Hadis in contmporary fatawaa page 40

3) All forms of physical contact between a Baligh (major) male and female who do not hold the status of husband and wife should be strictly avoided. In the case of a non-mahram, it is Haram for a man and woman to have any physical contact. Therefore, shaking hands, embracing, kissing the forehead etc. in such a situation is Haram. However if either party is of a very tender age who do not hold any sexual attraction, or the woman is of such an old age that she no longer holds any sexual attraction, then in such a situation shaking hands is permissible. It is also permissible to kiss the child of very tender age who does not hold any sexual attraction.

In the case of a mahram, when both parties have reached puberty, although it is not a sin to embrace , shake hands and kiss the forehead etc. as long as either party does not harbour any sexual desire, it is best avoided. However, if either party harbours any sexual desire, or a certain amount of doubt exists that such is the case, then any physical contact is Haram.

In all of the above, one who has reached near puberty is also regarded as having reached puberty. Therefore, the same rule will apply.

Hadis in contmporary fatawaa page 41

(ii) For a non-mahram, kissing the hands of the opposite sex is Haram. The same rule applies for a mahram when there is a doubt that either party may harbour sexual desire. If no such doubt exists it is permissible to kiss the hands, but even then caution should be exercised.

Hadis in contmporary fatawaa page 42

(iii) It is permissible to touch and kiss the legs of an elder, Imam, scholar etc. out of respect for his piety or his knowledge of Deere as long as it does not resemble prostration. However, this is a practice best avoided as it may lead to corruption of belief as well as pride on the part of the one whose legs are being touched and kissed.

Hadis in contmporary fatawaa page 42

(iv) It is not permissible to adopt the Hindu practice of greeting mentioned. The Holy Prophets has forbidden the copying of other cultures. In fact, it is a right of a Muslim to be greeted with Salaam at the time of meeting.

4) It is not permissible for a woman, when she has to travel 48 miles or more, to perform Hajj or Umrah without an accompanying permissible mahram. In such a case, when Hajj has also become compulsory on her and she fails to perform it in her lifetime, it is necessary for her to appoint someone to perform Hajj on her behalf after she dies.

5) The performance of Hajj is not a prerequisite in order for the Qurbani to become wajib. For Qurbani to become wajib, the prerequisites are that one should be a Muslim and a Muqim (resident). One should also have ownership of 612.35 grams silver or 87.479 grams of Gold or any of their equivalent in wealth that is in excess of one's basic necessities and free from any financial claim. Reaching the age of puberty is not a condition. Therefore, if the above mentioned conditions are present, the parents or guardian of a minor should offer Qurbani on behalf of the minor from the minor's wealth.

6) It is not necessary to perform more than one Hajj.

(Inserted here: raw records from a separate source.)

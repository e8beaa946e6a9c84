//! Booking lifecycle.
//!
//! ```text
//! pending ──approve──▶ approved ──complete──▶ completed
//!    │                    │
//!    │                    └──cancel──▶ cancelled
//!    ├──reject──▶ rejected
//!    └──cancel──▶ cancelled
//! ```
//!
//! Every function here is pure: it takes the booking plus whatever it needs to
//! decide, and returns the next version of the booking together with the side
//! effects the caller must carry out. Nothing is persisted or sent.

use serde::Serialize;
use ulid::Ulid;

use crate::model::*;

use super::conflict::{detect_conflicts, ConflictReport, Inventory};
use super::pricing::booking_cost;

#[derive(Debug, Clone, Copy, PartialEq, Eq, Hash, Serialize)]
#[serde(rename_all = "lowercase")]
pub enum Action {
    Approve,
    Reject,
    Cancel,
    Complete,
}

impl Action {
    pub const ALL: [Action; 4] = [Action::Approve, Action::Reject, Action::Cancel, Action::Complete];

    pub fn as_str(self) -> &'static str {
        match self {
            Action::Approve => "approve",
            Action::Reject => "reject",
            Action::Cancel => "cancel",
            Action::Complete => "complete",
        }
    }
}

#[derive(Debug, Clone, Copy, PartialEq, Eq, thiserror::Error)]
#[error("cannot {} a {from} booking", .action.as_str())]
pub struct InvalidTransition {
    pub from: BookingStatus,
    pub action: Action,
}

/// The transition table. Anything not listed is illegal.
pub fn next_status(from: BookingStatus, action: Action) -> Result<BookingStatus, InvalidTransition> {
    use BookingStatus::*;
    match (from, action) {
        (Pending, Action::Approve) => Ok(Approved),
        (Pending, Action::Reject) => Ok(Rejected),
        (Pending | Approved, Action::Cancel) => Ok(Cancelled),
        (Approved, Action::Complete) => Ok(Completed),
        _ => Err(InvalidTransition { from, action }),
    }
}

/// A booking after a successful transition, plus what must happen because of it.
#[derive(Debug, Clone, PartialEq, Eq)]
pub struct Transitioned {
    pub booking: Booking,
    pub effects: Vec<Effect>,
}

#[derive(Debug, Clone, PartialEq, Eq, thiserror::Error)]
pub enum ApprovalError {
    #[error(transparent)]
    InvalidTransition(#[from] InvalidTransition),
    /// Re-validation failed; the booking stays pending.
    #[error("slot no longer available: {0}")]
    StaleConflict(ConflictReport),
}

/// Accept a request as a new pending booking, or explain every reason it can't be.
/// A refused request produces no booking at all.
pub fn submit(
    id: Ulid,
    request: &BookingRequest,
    inventory: &Inventory,
    live: &[Booking],
    now: Ms,
) -> Result<Transitioned, ConflictReport> {
    detect_conflicts(request, inventory, live, None)?;
    let booking = Booking {
        id,
        organizer_id: request.organizer_id,
        venue_id: request.venue_id,
        range: request.range,
        expected_attendees: request.expected_attendees,
        title: request.title.clone(),
        equipment: request.equipment.clone(),
        status: BookingStatus::Pending,
        rejection_reason: None,
        admin_notes: None,
        pass_code: None,
        total_cost: None,
        created_at: now,
        updated_at: now,
    };
    let effects = vec![Effect::BookingRequested {
        booking_id: id,
        venue_id: booking.venue_id,
        organizer_id: booking.organizer_id,
    }];
    Ok(Transitioned { booking, effects })
}

/// Approve a pending booking after re-checking it against the current live set.
/// The approved booking carries its total cost at today's rates.
///
/// `live` may contain the booking itself; it is excluded from its own check.
pub fn approve(
    booking: &Booking,
    inventory: &Inventory,
    live: &[Booking],
    pass_code: String,
    admin_notes: Option<String>,
    now: Ms,
) -> Result<Transitioned, ApprovalError> {
    let status = next_status(booking.status, Action::Approve)?;
    detect_conflicts(&booking.request(), inventory, live, Some(booking.id))
        .map_err(ApprovalError::StaleConflict)?;

    let mut next = booking.clone();
    next.status = status;
    next.pass_code = Some(pass_code.clone());
    next.total_cost = Some(booking_cost(&booking.request(), inventory));
    if admin_notes.is_some() {
        next.admin_notes = admin_notes;
    }
    next.updated_at = now;
    let effects = vec![
        Effect::ApprovalNotification {
            booking_id: next.id,
            organizer_id: next.organizer_id,
        },
        Effect::PassCodeIssued {
            booking_id: next.id,
            organizer_id: next.organizer_id,
            code: pass_code,
        },
    ];
    Ok(Transitioned { booking: next, effects })
}

pub fn reject(booking: &Booking, reason: String, now: Ms) -> Result<Transitioned, InvalidTransition> {
    let status = next_status(booking.status, Action::Reject)?;
    let mut next = booking.clone();
    next.status = status;
    next.rejection_reason = Some(reason.clone());
    next.updated_at = now;
    let effects = vec![Effect::RejectionNotification {
        booking_id: next.id,
        organizer_id: next.organizer_id,
        reason,
    }];
    Ok(Transitioned { booking: next, effects })
}

/// Cancelling frees the booking's venue slot and equipment immediately,
/// since a cancelled booking is no longer live.
pub fn cancel(booking: &Booking, now: Ms) -> Result<Transitioned, InvalidTransition> {
    let status = next_status(booking.status, Action::Cancel)?;
    let mut next = booking.clone();
    next.status = status;
    next.updated_at = now;
    let effects = vec![Effect::CancellationNotification {
        booking_id: next.id,
        organizer_id: next.organizer_id,
    }];
    Ok(Transitioned { booking: next, effects })
}

pub fn complete(booking: &Booking, now: Ms) -> Result<Transitioned, InvalidTransition> {
    let status = next_status(booking.status, Action::Complete)?;
    let mut next = booking.clone();
    next.status = status;
    next.updated_at = now;
    let effects = vec![Effect::CompletionNotification {
        booking_id: next.id,
        organizer_id: next.organizer_id,
    }];
    Ok(Transitioned { booking: next, effects })
}

/// Admin notes may change in any state, terminal ones included.
pub fn annotate(booking: &Booking, admin_notes: String, now: Ms) -> Booking {
    let mut next = booking.clone();
    next.admin_notes = Some(admin_notes);
    next.updated_at = now;
    next
}

#[cfg(test)]
mod tests {
    use super::*;

    const H: Ms = HOUR_MS;
    // 2025-01-10T00:00:00Z
    const DAY: Ms = 1_736_467_200_000;

    fn at(hour: Ms) -> Ms {
        DAY + hour * H
    }

    fn range(from_hour: Ms, to_hour: Ms) -> TimeRange {
        TimeRange::new(at(from_hour), at(to_hour)).unwrap()
    }

    struct Fixture {
        venue: Venue,
        projector: Equipment,
        inventory: Inventory,
    }

    fn fixture() -> Fixture {
        let venue = Venue { id: Ulid::new(), name: "V".into(), capacity: 100, is_active: true, hourly_rate: None };
        let projector = Equipment {
            id: Ulid::new(),
            name: "E".into(),
            quantity: 5,
            category: None,
            venue_id: None,
            rental_rate: None,
        };
        let inventory = Inventory::new()
            .with_venue(venue.clone())
            .with_equipment(projector.clone());
        Fixture { venue, projector, inventory }
    }

    fn req(f: &Fixture, r: TimeRange, qty: u32) -> BookingRequest {
        BookingRequest {
            organizer_id: Ulid::new(),
            venue_id: f.venue.id,
            range: r,
            expected_attendees: 40,
            title: Some("Orientation".into()),
            equipment: vec![EquipmentLine { equipment_id: f.projector.id, quantity: qty }],
        }
    }

    fn pending(f: &Fixture) -> Booking {
        submit(Ulid::new(), &req(f, range(9, 11), 1), &f.inventory, &[], at(0))
            .unwrap()
            .booking
    }

    fn with_status(b: &Booking, status: BookingStatus) -> Booking {
        Booking { status, ..b.clone() }
    }

    #[test]
    fn transition_table_is_total() {
        use BookingStatus::*;
        let legal = [
            (Pending, Action::Approve, Approved),
            (Pending, Action::Reject, Rejected),
            (Pending, Action::Cancel, Cancelled),
            (Approved, Action::Cancel, Cancelled),
            (Approved, Action::Complete, Completed),
        ];
        for from in BookingStatus::ALL {
            for action in Action::ALL {
                let expected = legal
                    .iter()
                    .find(|(f, a, _)| *f == from && *a == action)
                    .map(|(_, _, to)| *to);
                match expected {
                    Some(to) => assert_eq!(next_status(from, action), Ok(to)),
                    None => assert_eq!(
                        next_status(from, action),
                        Err(InvalidTransition { from, action })
                    ),
                }
            }
        }
    }

    #[test]
    fn submit_creates_pending_and_notifies_admins() {
        let f = fixture();
        let id = Ulid::new();
        let t = submit(id, &req(&f, range(9, 11), 5), &f.inventory, &[], at(0)).unwrap();
        assert_eq!(t.booking.status, BookingStatus::Pending);
        assert_eq!(t.booking.created_at, at(0));
        assert!(t.booking.pass_code.is_none());
        assert_eq!(
            t.effects,
            vec![Effect::BookingRequested {
                booking_id: id,
                venue_id: f.venue.id,
                organizer_id: t.booking.organizer_id,
            }]
        );
    }

    #[test]
    fn submit_conflict_returns_report() {
        let f = fixture();
        let a = submit(Ulid::new(), &req(&f, range(9, 11), 5), &f.inventory, &[], at(0))
            .unwrap()
            .booking;
        let report = submit(Ulid::new(), &req(&f, range(10, 12), 1), &f.inventory, &[a], at(0))
            .unwrap_err();
        assert_eq!(report.conflicts.len(), 2);
    }

    #[test]
    fn approve_issues_pass_code() {
        let f = fixture();
        let b = pending(&f);
        let t = approve(&b, &f.inventory, &[b.clone()], "UM-EVENT-1".into(), Some("ok".into()), at(1))
            .unwrap();
        assert_eq!(t.booking.status, BookingStatus::Approved);
        assert_eq!(t.booking.pass_code.as_deref(), Some("UM-EVENT-1"));
        assert_eq!(t.booking.admin_notes.as_deref(), Some("ok"));
        assert_eq!(t.booking.updated_at, at(1));
        assert_eq!(t.booking.total_cost, Some(0));
        assert_eq!(t.effects.len(), 2);
        assert!(matches!(t.effects[1], Effect::PassCodeIssued { ref code, .. } if code == "UM-EVENT-1"));
    }

    #[test]
    fn approve_keeps_existing_notes_when_none_given() {
        let f = fixture();
        let b = annotate(&pending(&f), "call organizer".into(), at(0));
        let t = approve(&b, &f.inventory, &[], "P".into(), None, at(1)).unwrap();
        assert_eq!(t.booking.admin_notes.as_deref(), Some("call organizer"));
    }

    #[test]
    fn approve_refuses_stale_slot() {
        let f = fixture();
        let b = pending(&f);
        let rival = Booking {
            id: Ulid::new(),
            status: BookingStatus::Approved,
            ..b.clone()
        };
        let err = approve(&b, &f.inventory, &[b.clone(), rival], "P".into(), None, at(1)).unwrap_err();
        match err {
            ApprovalError::StaleConflict(report) => assert!(report.has_venue_conflict()),
            other => panic!("expected stale conflict, got {other:?}"),
        }
    }

    #[test]
    fn approve_checks_state_before_conflicts() {
        let f = fixture();
        let b = with_status(&pending(&f), BookingStatus::Approved);
        let err = approve(&b, &Inventory::new(), &[], "P".into(), None, at(1)).unwrap_err();
        assert_eq!(
            err,
            ApprovalError::InvalidTransition(InvalidTransition {
                from: BookingStatus::Approved,
                action: Action::Approve,
            })
        );
    }

    #[test]
    fn approve_refused_when_venue_deactivated() {
        let f = fixture();
        let b = pending(&f);
        let closed = Inventory::new()
            .with_venue(Venue { is_active: false, ..f.venue.clone() })
            .with_equipment(f.projector.clone());
        assert!(matches!(
            approve(&b, &closed, &[b.clone()], "P".into(), None, at(1)),
            Err(ApprovalError::StaleConflict(_))
        ));
    }

    #[test]
    fn reject_records_reason() {
        let f = fixture();
        let t = reject(&pending(&f), "schedule conflict".into(), at(2)).unwrap();
        assert_eq!(t.booking.status, BookingStatus::Rejected);
        assert_eq!(t.booking.rejection_reason.as_deref(), Some("schedule conflict"));
        assert!(matches!(t.effects[0], Effect::RejectionNotification { .. }));

        let approved = with_status(&pending(&f), BookingStatus::Approved);
        assert!(reject(&approved, "late".into(), at(2)).is_err());
    }

    #[test]
    fn cancel_from_pending_and_approved_only() {
        let f = fixture();
        let b = pending(&f);
        assert_eq!(cancel(&b, at(2)).unwrap().booking.status, BookingStatus::Cancelled);
        let approved = with_status(&b, BookingStatus::Approved);
        assert_eq!(cancel(&approved, at(2)).unwrap().booking.status, BookingStatus::Cancelled);
        for s in [BookingStatus::Rejected, BookingStatus::Cancelled, BookingStatus::Completed] {
            assert!(cancel(&with_status(&b, s), at(2)).is_err());
        }
    }

    #[test]
    fn complete_requires_approved() {
        let f = fixture();
        let b = pending(&f);
        assert_eq!(
            complete(&b, at(12)),
            Err(InvalidTransition { from: BookingStatus::Pending, action: Action::Complete })
        );
        let done = complete(&with_status(&b, BookingStatus::Approved), at(12)).unwrap();
        assert_eq!(done.booking.status, BookingStatus::Completed);
        assert!(matches!(done.effects[0], Effect::CompletionNotification { .. }));
    }

    #[test]
    fn annotate_allowed_in_terminal_states() {
        let f = fixture();
        let rejected = reject(&pending(&f), "no".into(), at(1)).unwrap().booking;
        let noted = annotate(&rejected, "organizer informed by phone".into(), at(3));
        assert_eq!(noted.status, BookingStatus::Rejected);
        assert_eq!(noted.rejection_reason.as_deref(), Some("no"));
        assert_eq!(noted.admin_notes.as_deref(), Some("organizer informed by phone"));
        assert_eq!(noted.updated_at, at(3));
    }

    #[test]
    fn invalid_transition_message() {
        let e = InvalidTransition { from: BookingStatus::Rejected, action: Action::Approve };
        assert_eq!(e.to_string(), "cannot approve a rejected booking");
    }
}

After performing the Fard Hajj, it is permissible to send other poor people instead of going oneself every year. It is also permissible to go for Hajj at the expense of the government, provided that it is within legal right.

7) It is not permissible for women to accompany men to the cemetery for burial and to offer Janazah prayer and Fatiha. It is also not permissible for a man or woman to place bouquets of flowers on the grave or to put oil lamps at the head of the grave. Likewise, it is forbidden to erect a tomb over the grave and also to place photos (which are forbidden in themselves) of the dead person at the grave. However, when there is a need to safeguard the grave from being trampled and disrespected, the erection of a boundary and marble name-plate is permissible.